[Extracted data entries]
/// Server configuration
#[derive(Debug, Clone, Deserialize)]
#[serde(default)]
pub struct ServerConfig {
    /// TCP bind address
    #[serde(default = "default_bind")]
    pub bind: SocketAddr,
    /// TLS bind address (optional, enables MQTT over TLS)
    pub tls_bind: Option<SocketAddr>,
    /// WebSocket bind address (optional)
    pub ws_bind: Option<SocketAddr>,
    /// WebSocket path (default: "/mqtt")
    #[serde(default = "default_ws_path")]
    pub ws_path: String,
    /// Number of worker threads (0 = auto)
    #[serde(default)]
    pub workers: usize,
    /// TLS configuration (required when tls_bind is set)
    #[serde(default)]
    pub tls: Option<ServerTlsConfig>,
}

/// TLS configuration for the server
#[derive(Debug, Clone, Deserialize, Default)]
pub struct ServerTlsConfig {
    /// Path to certificate file (PEM format)
    pub cert: String,
    /// Path to private key file (PEM format)
    pub key: String,
    /// Path to CA certificate file for client authentication (PEM format, optional)
    pub ca_cert: Option<String>,
    /// Require client certificate authentication
    #[serde(default)]
    pub require_client_cert: bool,
}

fn default_ws_path() -> String {
    "/mqtt".to_string()
}

fn default_bind() -> SocketAddr {
    "0.0.0.0:1883".parse().unwrap()
}

impl Default for ServerConfig {
    fn default() -> Self {
        Self {
            bind: default_bind(),
            tls_bind: None,
            ws_bind: None,
            ws_path: default_ws_path(),
            workers: 0,
            tls: None,
        }
    }
}

/// Connection limits configuration
#[derive(Debug, Clone, Deserialize)]
#[serde(default)]
pub struct LimitsConfig {
    /// Maximum number of connections
    #[serde(default = "default_max_connections")]
    pub max_connections: usize,
    /// Maximum packet size in bytes
    #[serde(default = "default_max_packet_size")]
    pub max_packet_size: usize,
    /// Maximum in-flight messages per client (QoS 1/2)
    #[serde(default = "default_max_inflight")]
    pub max_inflight: u16,
    /// Maximum queued messages per offline client
    #[serde(default = "default_max_queued_messages")]
    pub max_queued_messages: usize,
    /// Maximum pending PUBREL for QoS 2
    #[serde(default = "default_max_awaiting_rel")]
    pub max_awaiting_rel: usize,
    /// Seconds before retrying unacked messages
    #[serde(default = "default_retry_interval")]
    pub retry_interval: u64,
    /// Per-connection outbound message channel capacity.
    /// This buffer holds messages waiting to be written to the client socket.
    /// Higher values handle burst traffic better but use more memory per connection.
    /// Set to 0 for unbounded (not recommended for production).
    #[serde(default = "default_outbound_channel_capacity")]
    pub outbound_channel_capacity: usize,
}

fn default_max_connections() -> usize {
    100_000
}
fn default_max_packet_size() -> usize {
    1024 * 1024
}
fn default_max_inflight() -> u16 {
    32
}
fn default_max_queued_messages() -> usize {
    1000
}
fn default_max_awaiting_rel() -> usize {
    100
}
fn default_retry_interval() -> u64 {
    30
}
fn default_outbound_channel_capacity() -> usize {
    1024
}

impl Default for LimitsConfig {
    fn default() -> Self {
        Self {
            max_connections: default_max_connections(),
            max_packet_size: default_max_packet_size(),
            max_inflight: default_max_inflight(),
            max_queued_messages: default_max_queued_messages(),
            max_awaiting_rel: default_max_awaiting_rel(),
            retry_interval: default_retry_interval(),
            outbound_channel_capacity: default_outbound_channel_capacity(),
        }
    }
}

impl LimitsConfig {
    /// Get retry interval as Duration
    pub fn retry_interval_duration(&self) -> Duration {
        Duration::from_secs(self.retry_interval)
    }
}

/// Session configuration
#[derive(Debug, Clone, Deserialize)]
#[serde(default)]
pub struct SessionConfig {
    /// Default keep alive in seconds
    #[serde(default = "default_keep_alive")]
    pub default_keep_alive: u16,
    /// Maximum keep alive in seconds
    #[serde(default = "default_max_keep_alive")]
    pub max_keep_alive: u16,
    /// Session expiry check interval in seconds
    #[serde(default = "default_expiry_check_interval")]
    pub expiry_check_interval: u64,
    /// Maximum topic aliases
    #[serde(default = "default_max_topic_aliases")]
    pub max_topic_aliases: u16,
}

fn default_keep_alive() -> u16 {
    60
}
fn default_max_keep_alive() -> u16 {
    65535
}
fn default_expiry_check_interval() -> u64 {
    60
}
fn default_max_topic_aliases() -> u16 {
    65535
}

impl Default for SessionConfig {
    fn default() -> Self {
        Self {
            default_keep_alive: default_keep_alive(),
            max_keep_alive: default_max_keep_alive(),
            expiry_check_interval: default_expiry_check_interval(),
            max_topic_aliases: default_max_topic_aliases(),
        }
    }
}

impl SessionConfig {
    /// Get expiry check interval as Duration
    pub fn expiry_check_interval_duration(&self) -> Duration {
        Duration::from_secs(self.expiry_check_interval)
    }
}

/// MQTT feature configuration
#[derive(Debug, Clone, Deserialize)]
#[serde(default)]
pub struct MqttConfig {
    /// Maximum QoS level (0, 1, or 2)
    #[serde(default = "default_max_qos")]
    pub max_qos: u8,
    /// Whether retained messages are available
    #[serde(default = "default_true")]
    pub retain_available: bool,
    /// Whether wildcard subscriptions are available
    #[serde(default = "default_true")]
    pub wildcard_subscriptions: bool,
    /// Whether subscription identifiers are available
    #[serde(default = "default_true")]
    pub subscription_identifiers: bool,
    /// Whether shared subscriptions are available
    #[serde(default = "default_true")]
    pub shared_subscriptions: bool,
    /// Whether $SYS topics are published
    #[serde(default = "default_true")]
    pub sys_topics: bool,
    /// $SYS topic publish interval in seconds
    #[serde(default = "default_sys_interval")]
    pub sys_interval: u64,
}

fn default_max_qos() -> u8 {
    2
}
fn default_true() -> bool {
    true
}
fn default_sys_interval() -> u64 {
    10
}

impl Default for MqttConfig {
    fn default() -> Self {
        Self {
            max_qos: default_max_qos(),
            retain_available: true,
            wildcard_subscriptions: true,
            subscription_identifiers: true,
            shared_subscriptions: true,
            sys_topics: true,
            sys_interval: default_sys_interval(),
        }
    }
}

/// Authentication configuration
#[derive(Debug, Clone, Deserialize, Default)]
#[serde(default)]
pub struct AuthConfig {
    /// Whether authentication is enabled
    pub enabled: bool,
    /// Allow anonymous connections when auth is enabled
    #[serde(default = "default_true")]
    pub allow_anonymous: bool,
    /// Static user list
    #[serde(default)]
    pub users: Vec<UserConfig>,
}

/// User configuration
#[derive(Debug, Clone, Deserialize)]
pub struct UserConfig {
    /// Username
    pub username: String,
    /// Password (plaintext) - use password_hash for production
    #[serde(default)]
    pub password: Option<String>,
    /// Password hash (argon2 PHC format: $argon2id$v=19$...)
    #[serde(default)]
    pub password_hash: Option<String>,
}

• _YOUR OBJECTIVE_: Show all lines from the data above in which the word "bool" appears.

• _SOLUTION_:
    pub require_client_cert: bool,
    pub retain_available: bool,
    pub wildcard_subscriptions: bool,
    pub subscription_identifiers: bool,
    pub shared_subscriptions: bool,
    pub sys_topics: bool,
fn default_true() -> bool {
    pub enabled: bool,
    pub allow_anonymous: bool,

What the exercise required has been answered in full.